── Supplied records
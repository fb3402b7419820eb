//! End-to-end tests for the HTTP surface: a real server on 127.0.0.1:0 driven by reqwest.

use anyhow::Result;
use serde_json::{json, Value};
use tempfile::{tempdir, TempDir};
use tokio::sync::oneshot;

use kvgate::config::ServerConfig;
use kvgate::identity::Principal;
use kvgate::server::{serve, AppState};

struct TestServer {
    base: String,
    state: AppState,
    client: reqwest::Client,
    _stop: oneshot::Sender<()>,
    _dir: TempDir,
}

impl TestServer {
    async fn start(tweak: impl FnOnce(&mut ServerConfig)) -> Result<Self> {
        let dir = tempdir()?;
        let mut config = ServerConfig {
            data_dir: dir.path().to_path_buf(),
            persist_interval_ms: 0,
            clear_all_key: Some("letmein".into()),
            ..ServerConfig::default()
        };
        tweak(&mut config);
        let state = AppState::open(config)?;
        let listener = tokio::net::TcpListener::bind("127.0.0.1:0").await?;
        let base = format!("http://{}", listener.local_addr()?);
        let (tx, rx) = oneshot::channel::<()>();
        let st = state.clone();
        tokio::spawn(async move {
            let _ = serve(listener, st, async { let _ = rx.await; }).await;
        });
        Ok(Self { base, state, client: reqwest::Client::new(), _stop: tx, _dir: dir })
    }

    fn token(&self, user: &str, rules: Value) -> String {
        let raw = rules.as_array().cloned().unwrap_or_default();
        self.state.sessions.issue(Principal::from_raw_rules(user, &raw)).expect("session token").token
    }

    fn admin(&self) -> String { self.token("admin", json!([[null, null, null, ["get", "set", "remove"]]])) }

    async fn post(&self, path: &str, token: Option<&str>, body: Value) -> Result<(u16, Value)> {
        let mut req = self.client.post(format!("{}{}", self.base, path)).json(&body);
        if let Some(t) = token { req = req.bearer_auth(t); }
        let resp = req.send().await?;
        let status = resp.status().as_u16();
        Ok((status, resp.json::<Value>().await?))
    }
}

fn quiz(value: Value) -> Value {
    json!({"namespace": "quiz-app", "collection": "quizzes", "collectionKey": "q1", "fieldKey": "data", "value": value})
}

#[tokio::test]
async fn set_get_remove_round_trip() -> Result<()> {
    let srv = TestServer::start(|_| {}).await?;
    let admin = srv.admin();

    let (status, body) = srv.post("/setItem", Some(&admin), quiz(json!({"a": 1}))).await?;
    assert_eq!(status, 200);
    assert_eq!(body["affectedCount"], 1);

    let (_, body) = srv.post("/setItem", Some(&admin), quiz(json!({"a": 1}))).await?;
    assert_eq!(body["affectedCount"], 0, "identical write is not counted");

    let (status, body) = srv.post("/getItem", Some(&admin), json!({
        "namespace": "quiz-app", "collection": "quizzes", "collectionKey": "q1", "fieldKey": "data"
    })).await?;
    assert_eq!(status, 200);
    assert_eq!(body, json!({"quiz-app": {"quizzes": {"collectionKey": "q1", "data": {"a": 1}}}}));

    let (status, body) = srv.post("/removeItem", Some(&admin), json!({"namespace": "quiz-app", "collection": "quizzes"})).await?;
    assert_eq!(status, 200);
    assert_eq!(body["deletedCount"], 1);

    let (_, body) = srv.post("/removeItem", Some(&admin), json!({"namespace": "quiz-app", "collection": "quizzes"})).await?;
    assert_eq!(body["deletedCount"], 0);
    Ok(())
}

#[tokio::test]
async fn legacy_field_names_are_accepted() -> Result<()> {
    let srv = TestServer::start(|_| {}).await?;
    let admin = srv.admin();
    let (status, _) = srv.post("/setItem", Some(&admin), json!({
        "app": "legacy", "collectionName": "c", "collectionKey": "k", "key": "f", "value": true
    })).await?;
    assert_eq!(status, 200);
    let (_, body) = srv.post("/getItem", Some(&admin), json!({"namespace": "legacy"})).await?;
    assert_eq!(body, json!({"legacy": {"c": {"collectionKey": "k", "f": true}}}));
    Ok(())
}

#[tokio::test]
async fn missing_and_invalid_tokens_are_rejected() -> Result<()> {
    let srv = TestServer::start(|_| {}).await?;
    let (status, body) = srv.post("/getItem", None, json!({})).await?;
    assert_eq!(status, 401);
    assert_eq!(body["message"], "No token provided");

    let (status, body) = srv.post("/setItem", Some("bogus"), quiz(json!(1))).await?;
    assert_eq!(status, 401);
    assert_eq!(body["message"], "Invalid or expired token");
    assert!(srv.state.store.is_empty());
    Ok(())
}

#[tokio::test]
async fn denial_lists_every_refused_address() -> Result<()> {
    let srv = TestServer::start(|_| {}).await?;
    let reader = srv.token("reader", json!([{"namespace": "quiz-app", "collection": "quizzes", "key": null, "methods": ["get"]}]));
    let (status, body) = srv.post("/setItem", Some(&reader), json!({
        "namespace": "quiz-app", "collection": "quizzes", "collectionKey": "q1",
        "fieldKey": ["a", "b"], "value": [1, 2]
    })).await?;
    assert_eq!(status, 403);
    assert_eq!(body["status"], "error");
    assert_eq!(body["denied"], json!([
        {"namespace": "quiz-app", "collection": "quizzes", "collectionKey": "q1", "fieldKey": "a"},
        {"namespace": "quiz-app", "collection": "quizzes", "collectionKey": "q1", "fieldKey": "b"}
    ]));
    assert!(srv.state.store.is_empty());
    Ok(())
}

#[tokio::test]
async fn validation_errors_are_400() -> Result<()> {
    let srv = TestServer::start(|_| {}).await?;
    let admin = srv.admin();
    let (status, body) = srv.post("/setItem", Some(&admin), json!({
        "namespace": "a", "collection": ["x", "y"], "collectionKey": "k", "fieldKey": ["1", "2", "3"], "value": 1
    })).await?;
    assert_eq!(status, 400);
    assert_eq!(body["code"], "inconsistent_lengths");

    let (status, _) = srv.post("/removeItem", Some(&admin), json!({})).await?;
    assert_eq!(status, 400);

    let (status, body) = srv.post("/getItem", Some(&admin), json!([1, 2])).await?;
    assert_eq!(status, 400);
    assert_eq!(body["status"], "error");
    Ok(())
}

#[tokio::test]
async fn rate_limit_applies_per_client() -> Result<()> {
    let srv = TestServer::start(|c| c.rate_limit = 3).await?;
    let admin = srv.admin();
    for _ in 0..3 {
        let (status, _) = srv.post("/getItem", Some(&admin), json!({"namespace": "x"})).await?;
        assert_eq!(status, 200);
    }
    let (status, body) = srv.post("/getItem", Some(&admin), json!({"namespace": "x"})).await?;
    assert_eq!(status, 429);
    assert_eq!(body["message"], "Too many requests, please try again later.");

    let resp = srv.client.get(format!("{}/", srv.base)).send().await?;
    assert_eq!(resp.status().as_u16(), 200, "liveness is not rate limited");
    Ok(())
}

#[tokio::test]
async fn clear_all_requires_secret_and_wipes_everything() -> Result<()> {
    let srv = TestServer::start(|_| {}).await?;
    let admin = srv.admin();
    srv.post("/setItem", Some(&admin), quiz(json!(1))).await?;

    let (status, _) = srv.post("/clearAll", None, json!({"password": "wrong"})).await?;
    assert_eq!(status, 401);
    assert_eq!(srv.state.store.len(), 1);

    let (status, body) = srv.post("/clearAll", None, json!({"password": "letmein"})).await?;
    assert_eq!(status, 200);
    assert_eq!(body["result"]["deletedItems"], 1);
    assert!(srv.state.store.is_empty());
    assert!(srv.state.store.dir().map(|d| d.join("items.snapshot").exists()).unwrap_or(false));

    let (status, _) = srv.post("/getItem", Some(&admin), json!({})).await?;
    assert_eq!(status, 401, "sessions are revoked by a bulk clear");
    Ok(())
}

#[tokio::test]
async fn clear_all_disabled_without_configured_secret() -> Result<()> {
    let srv = TestServer::start(|c| c.clear_all_key = None).await?;
    let (status, _) = srv.post("/clearAll", None, json!({"password": ""})).await?;
    assert_eq!(status, 401);
    Ok(())
}

#[tokio::test]
async fn seeded_identity_tokens_authenticate() -> Result<()> {
    let seed_dir = tempdir()?;
    let seed = seed_dir.path().join("ids.json");
    std::fs::write(&seed, serde_json::to_vec(&json!([
        {"userId": "quizzer", "token": "t-quiz", "rules": [["quiz-app", null, null, ["get", "set"]]]}
    ]))?)?;
    let seed_path = seed.clone();
    let srv = TestServer::start(move |c| c.identities_file = Some(seed_path)).await?;

    let (status, _) = srv.post("/setItem", Some("t-quiz"), quiz(json!("hello"))).await?;
    assert_eq!(status, 200);
    let (status, body) = srv.post("/removeItem", Some("t-quiz"), json!({"namespace": "quiz-app"})).await?;
    assert_eq!(status, 403);
    assert_eq!(body["denied"][0]["namespace"], "quiz-app");
    Ok(())
}

#[tokio::test]
async fn unknown_routes_return_json_404() -> Result<()> {
    let srv = TestServer::start(|_| {}).await?;
    let resp = srv.client.get(format!("{}/nope", srv.base)).send().await?;
    assert_eq!(resp.status().as_u16(), 404);
    let body: Value = resp.json().await?;
    assert_eq!(body["code"], "not_found");
    assert!(resp_has_request_id(&srv).await?);
    Ok(())
}

async fn resp_has_request_id(srv: &TestServer) -> Result<bool> {
    let resp = srv.client.get(format!("{}/", srv.base)).send().await?;
    Ok(resp.headers().contains_key("x-request-id"))
}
────
*Task to carry out*
All lines that hold the word "base" should be copied from the data.

*Exercise result*
    base: String,
        let base = format!("http://{}", listener.local_addr()?);
        Ok(Self { base, state, client: reqwest::Client::new(), _stop: tx, _dir: dir })
        let mut req = self.client.post(format!("{}{}", self.base, path)).json(&body);
    let resp = srv.client.get(format!("{}/", srv.base)).send().await?;
    let resp = srv.client.get(format!("{}/nope", srv.base)).send().await?;
    let resp = srv.client.get(format!("{}/", srv.base)).send().await?;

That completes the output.